I have a few lenses for Oly OM system, and would like to put them on my Canon body. Does anyone here have experience with any adapters?

I'd like to use the 70-210/4.5 and 35/2.8 spesifically. 

Thank you in advance for help or tips.


----------



## Compaq (Aug 22, 2012)

It is my understanding that all that is needed for using OM lenses on an EOS body is to get the lens 2mm further away from the sensor than EF lenses are. Which means that there should be very little optical differences (the light needs to travel through 2mm more air, but that should have a marginal effect at best). Focus confirm might be nice. Adjust aperture with the ring. AP and Manual only, but hey, that's all we need, right?


----------



## Don Kondra (Aug 22, 2012)

olympus om to canon adapter | eBay

Cheers, Don


----------



## Derrel (Aug 22, 2012)

YES, I have an Olympus OM-mount to Canon EF lens mount adapter...it works well, and is solidly-made. I bought it from e-Bay for $17. Here it is, shown with an Olympus 28mm f/2.8 lens, riding on my 5D classic.View attachment 17920 To the right of the Olympus/Canon combo is an M42 thread mount Vivitar Series 1 55mm f/2.8 macro lens, and in the background are a pair of Asahi telephotos: the 135mm f/3.5 with lens shade, and 200mm f/4 Super-Takumar on the far right.

and in this second picture, you can see some of the other types of lenses that adapt well to Canon EOS Cameras: M42 thread-mount lenses, and of course, Nikon F-mount lenses.View attachment 17921


----------



## Compaq (Aug 22, 2012)

Thanks for link, Don!

Brilliant stuff, Derrel! I can't believe I haven't thought of this before. Purchased one off of the bay. Pretty long shipping, though, several weeks. 

And a small correction, it's a 28/2.8 I have, not a 35mm. 

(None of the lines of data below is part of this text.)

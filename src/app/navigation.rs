//! Keyboard focus state machine.
//!
//! Focus moves between the query input and the rendered suggestion rows via
//! the arrow keys, with a global shortcut jumping from the page body to the
//! input. Transitions are pure index arithmetic over the ordered row list.

/// The element currently receiving keyboard input.
#[derive(Debug, Clone, Copy, PartialEq, Eq)]
pub enum Focus {
    /// Nothing widget-related holds focus.
    Body,
    /// The query input line.
    Input,
    /// The row at this zero-based position in the suggestion panel.
    Row(usize),
}

impl Focus {
    /// ArrowDown transition given the number of rendered rows.
    ///
    /// Returns the new focus and whether the event was consumed (a transition
    /// occurred). Moving below the last row wraps to the input, never back to
    /// row zero.
    #[must_use]
    pub fn arrow_down(self, row_count: usize) -> (Self, bool) {
        match self {
            Self::Input if row_count > 0 => (Self::Row(0), true),
            Self::Row(index) if index + 1 < row_count => (Self::Row(index + 1), true),
            Self::Row(_) => (Self::Input, true),
            other => (other, false),
        }
    }

    /// ArrowUp transition given the number of rendered rows.
    #[must_use]
    pub fn arrow_up(self, row_count: usize) -> (Self, bool) {
        match self {
            Self::Input if row_count > 0 => (Self::Row(row_count - 1), true),
            Self::Row(index) if index > 0 => (Self::Row(index - 1), true),
            Self::Row(_) => (Self::Input, true),
            other => (other, false),
        }
    }

    /// Global focus shortcut: `/` or `s` jump to the input, but only while
    /// the page body holds focus. Anywhere else those keys are ordinary
    /// characters.
    #[must_use]
    pub fn global_shortcut(self, key: char) -> Option<Self> {
        match self {
            Self::Body if key == '/' || key == 's' => Some(Self::Input),
            _ => None,
        }
    }
}

#[cfg(test)]
mod tests {
    use super::*;

    #[test]
    fn input_arrow_down_focuses_first_row() {
        assert_eq!(Focus::Input.arrow_down(3), (Focus::Row(0), true));
    }

    #[test]
    fn input_arrow_up_focuses_last_row() {
        assert_eq!(Focus::Input.arrow_up(3), (Focus::Row(2), true));
    }

    #[test]
    fn arrows_on_input_are_ignored_without_rows() {
        assert_eq!(Focus::Input.arrow_down(0), (Focus::Input, false));
        assert_eq!(Focus::Input.arrow_up(0), (Focus::Input, false));
    }

    #[test]
    fn last_row_wraps_to_input_not_to_row_zero() {
        assert_eq!(Focus::Row(2).arrow_down(3), (Focus::Input, true));
    }

    #[test]
    fn first_row_arrow_up_returns_to_input() {
        assert_eq!(Focus::Row(0).arrow_up(3), (Focus::Input, true));
    }

    #[test]
    fn rows_step_through_their_neighbours() {
        assert_eq!(Focus::Row(0).arrow_down(3), (Focus::Row(1), true));
        assert_eq!(Focus::Row(2).arrow_up(3), (Focus::Row(1), true));
    }

    #[test]
    fn body_ignores_arrow_keys() {
        assert_eq!(Focus::Body.arrow_down(3), (Focus::Body, false));
        assert_eq!(Focus::Body.arrow_up(3), (Focus::Body, false));
    }

    #[test]
    fn shortcut_fires_only_from_the_body() {
        assert_eq!(Focus::Body.global_shortcut('/'), Some(Focus::Input));
        assert_eq!(Focus::Body.global_shortcut('s'), Some(Focus::Input));
        assert_eq!(Focus::Body.global_shortcut('x'), None);
        assert_eq!(Focus::Input.global_shortcut('/'), None);
        assert_eq!(Focus::Row(1).global_shortcut('s'), None);
    }
}
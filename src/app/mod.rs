//! The interactive search widget.
//!
//! One owned [`App`] instance carries the engine handle, the index readiness
//! flag and the last executed query text, plus the UI state built around
//! them. All of it lives on the UI thread; the only concurrency is the set of
//! shard fetches pumped in from a channel.

mod loading;
mod navigation;
mod render;
mod runtime;
mod search;
#[cfg(test)]
mod tests;

pub use navigation::Focus;

use std::sync::Arc;
use std::sync::mpsc::Receiver;

use throbber_widgets_tui::ThrobberState;

use crate::engine::DocumentEngine;
use crate::input::SearchInput;
use crate::shards::{ShardEvent, ShardFetcher};
use crate::theme::Theme;
use crate::types::{Readiness, SearchOutcome, SuggestionRow};

pub struct App {
    pub(crate) engine: Box<dyn DocumentEngine>,
    pub(crate) fetcher: Arc<dyn ShardFetcher>,
    pub(crate) readiness: Readiness,
    /// Text of the most recently executed query. Searches are suppressed
    /// while the input matches this byte for byte.
    pub(crate) last_query: String,
    pub(crate) input: SearchInput,
    pub(crate) focus: Focus,
    pub(crate) rows: Vec<SuggestionRow>,
    pub(crate) panel_visible: bool,
    pub(crate) theme: Theme,
    pub(crate) throbber_state: ThrobberState,
    pub(crate) shard_events: Option<Receiver<ShardEvent>>,
    pub(crate) pending_shards: usize,
}

impl App {
    pub fn new(
        engine: Box<dyn DocumentEngine>,
        fetcher: Arc<dyn ShardFetcher>,
        initial_query: String,
    ) -> Self {
        Self {
            engine,
            fetcher,
            readiness: Readiness::Unloaded,
            last_query: String::new(),
            input: SearchInput::new(initial_query),
            focus: Focus::Input,
            rows: Vec::new(),
            panel_visible: false,
            theme: Theme::default(),
            throbber_state: ThrobberState::default(),
            shard_events: None,
            pending_shards: 0,
        }
    }

    pub fn set_theme(&mut self, theme: Theme) {
        self.theme = theme;
    }

    /// Move focus to the input line. Focusing the input re-runs the search,
    /// matching the widget's behavior on a focus event.
    pub(crate) fn focus_input(&mut self) {
        self.focus = Focus::Input;
        self.run_search();
    }

    pub(crate) fn cancelled_outcome(&self) -> SearchOutcome {
        SearchOutcome {
            accepted: false,
            query: self.input.text().to_string(),
            selection: None,
        }
    }

    pub(crate) fn accept_row(&self, index: usize) -> Option<SearchOutcome> {
        let row = self.rows.get(index)?;
        Some(SearchOutcome {
            accepted: true,
            query: self.input.text().to_string(),
            selection: Some(row.record.clone()),
        })
    }
}
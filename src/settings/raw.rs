use std::path::PathBuf;

use serde::Deserialize;

use crate::cli::CliArgs;

use super::resolved::ResolvedConfig;

/// Mirror of the configuration file representation before CLI overrides are
/// applied.
#[derive(Debug, Clone, Default, Deserialize)]
#[serde(default)]
pub(super) struct RawConfig {
    assets: AssetsSection,
    ui: UiSection,
}

#[derive(Debug, Clone, Default, Deserialize)]
#[serde(default)]
struct AssetsSection {
    /// Root path the shard files are served under.
    root: Option<PathBuf>,
}

#[derive(Debug, Clone, Default, Deserialize)]
#[serde(default)]
struct UiSection {
    initial_query: Option<String>,
    theme: Option<String>,
}

impl RawConfig {
    /// Apply CLI overrides on top of the raw configuration values.
    pub(super) fn apply_cli_overrides(&mut self, cli: &CliArgs) {
        if cli.root.is_some() {
            self.assets.root = cli.root.clone();
        }
        if cli.initial_query.is_some() {
            self.ui.initial_query = cli.initial_query.clone();
        }
        if cli.theme.is_some() {
            self.ui.theme = cli.theme.clone();
        }
    }

    /// Fill defaults and produce the final configuration. The asset root is
    /// read exactly once here; it defaults to `/`.
    pub(super) fn resolve(self) -> ResolvedConfig {
        ResolvedConfig {
            root: self.assets.root.unwrap_or_else(|| PathBuf::from("/")),
            initial_query: self.ui.initial_query.unwrap_or_default(),
            theme: self.ui.theme,
        }
    }
}

#[cfg(test)]
mod tests {
    use clap::Parser;

    use super::*;

    #[test]
    fn cli_overrides_take_precedence() {
        let cli = CliArgs::parse_from([
            "docfind",
            "-r",
            "/srv/docs",
            "-q",
            "graph",
            "--theme",
            "light",
        ]);

        let mut raw = RawConfig::default();
        raw.assets.root = Some(PathBuf::from("/etc/elsewhere"));
        raw.apply_cli_overrides(&cli);

        let resolved = raw.resolve();
        assert_eq!(resolved.root, PathBuf::from("/srv/docs"));
        assert_eq!(resolved.initial_query, "graph");
        assert_eq!(resolved.theme.as_deref(), Some("light"));
    }

    #[test]
    fn missing_values_fall_back_to_defaults() {
        let resolved = RawConfig::default().resolve();
        assert_eq!(resolved.root, PathBuf::from("/"));
        assert!(resolved.initial_query.is_empty());
        assert!(resolved.theme.is_none());
    }
}
//! Single-line search input with cursor handling and placeholder text.

use ratatui::crossterm::event::{KeyCode, KeyEvent, KeyModifiers};
use unicode_width::UnicodeWidthStr;

/// Editable query line.
///
/// Arrow-up/down and Enter are deliberately not handled here; those belong to
/// the focus navigation layer. The input only reacts to editing keys and
/// reports whether its text changed.
#[derive(Debug, Default)]
pub struct SearchInput {
    buffer: String,
    /// Cursor position as a char offset into `buffer`.
    cursor: usize,
}

impl SearchInput {
    #[must_use]
    pub fn new(initial: String) -> Self {
        let cursor = initial.chars().count();
        Self {
            buffer: initial,
            cursor,
        }
    }

    #[must_use]
    pub fn text(&self) -> &str {
        &self.buffer
    }

    #[must_use]
    pub fn is_empty(&self) -> bool {
        self.buffer.is_empty()
    }

    /// Display column of the cursor, in terminal cells.
    #[must_use]
    pub fn cursor_column(&self) -> u16 {
        let prefix: String = self.buffer.chars().take(self.cursor).collect();
        prefix.width() as u16
    }

    /// Apply an editing key. Returns true when the text changed.
    pub fn handle_key(&mut self, key: KeyEvent) -> bool {
        if key.modifiers.contains(KeyModifiers::CONTROL) {
            return match key.code {
                KeyCode::Char('u') => {
                    let changed = !self.buffer.is_empty();
                    self.buffer.clear();
                    self.cursor = 0;
                    changed
                }
                _ => false,
            };
        }

        match key.code {
            KeyCode::Char(c) => {
                let at = self.byte_offset(self.cursor);
                self.buffer.insert(at, c);
                self.cursor += 1;
                true
            }
            KeyCode::Backspace => {
                if self.cursor == 0 {
                    return false;
                }
                self.cursor -= 1;
                let at = self.byte_offset(self.cursor);
                self.buffer.remove(at);
                true
            }
            KeyCode::Delete => {
                if self.cursor >= self.buffer.chars().count() {
                    return false;
                }
                let at = self.byte_offset(self.cursor);
                self.buffer.remove(at);
                true
            }
            KeyCode::Left => {
                self.cursor = self.cursor.saturating_sub(1);
                false
            }
            KeyCode::Right => {
                let len = self.buffer.chars().count();
                self.cursor = (self.cursor + 1).min(len);
                false
            }
            KeyCode::Home => {
                self.cursor = 0;
                false
            }
            KeyCode::End => {
                self.cursor = self.buffer.chars().count();
                false
            }
            _ => false,
        }
    }

    fn byte_offset(&self, char_offset: usize) -> usize {
        self.buffer
            .char_indices()
            .nth(char_offset)
            .map_or(self.buffer.len(), |(index, _)| index)
    }
}
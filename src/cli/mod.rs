//! Command-line surface for the `docfind` binary.

mod args;
mod output;

pub(crate) use args::{CliArgs, OutputFormat, parse_cli};
pub(crate) use output::{print_json, print_plain};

Older lenses are inexpensive and often great. Maybe I'll get some old OM primes in the future?!


----------



## mddolson (Jun 24, 2013)

I have an old sigma 100-200 mm F4 zoom telephoto lens for my old OM-1. My newer camera is a Canon XSi (D450) I tried to get an Canon eF mount for it but now such luck. I figured if it will work on Olympus Om lenses, it should work on my Sigma lens with OM mount. I ordered an OM-EF adapter with focus confirmation chip on eBay (from China), it was only $30 US. It took about 3 weeks by mail. The adapter fits perfectly (nice & snug) not loose as I heard from others. I set the camera on Aperture priority, set the lens to desire F stop, & let camera adjust ISo & exposure which I can see in view finder. I get a beep with shutter release is depressed half way, when it's in-focus.
I've only taken a few test shots so far, but Im pleased. I'm happy the old lens can still have some use.

Mike Dolson


----------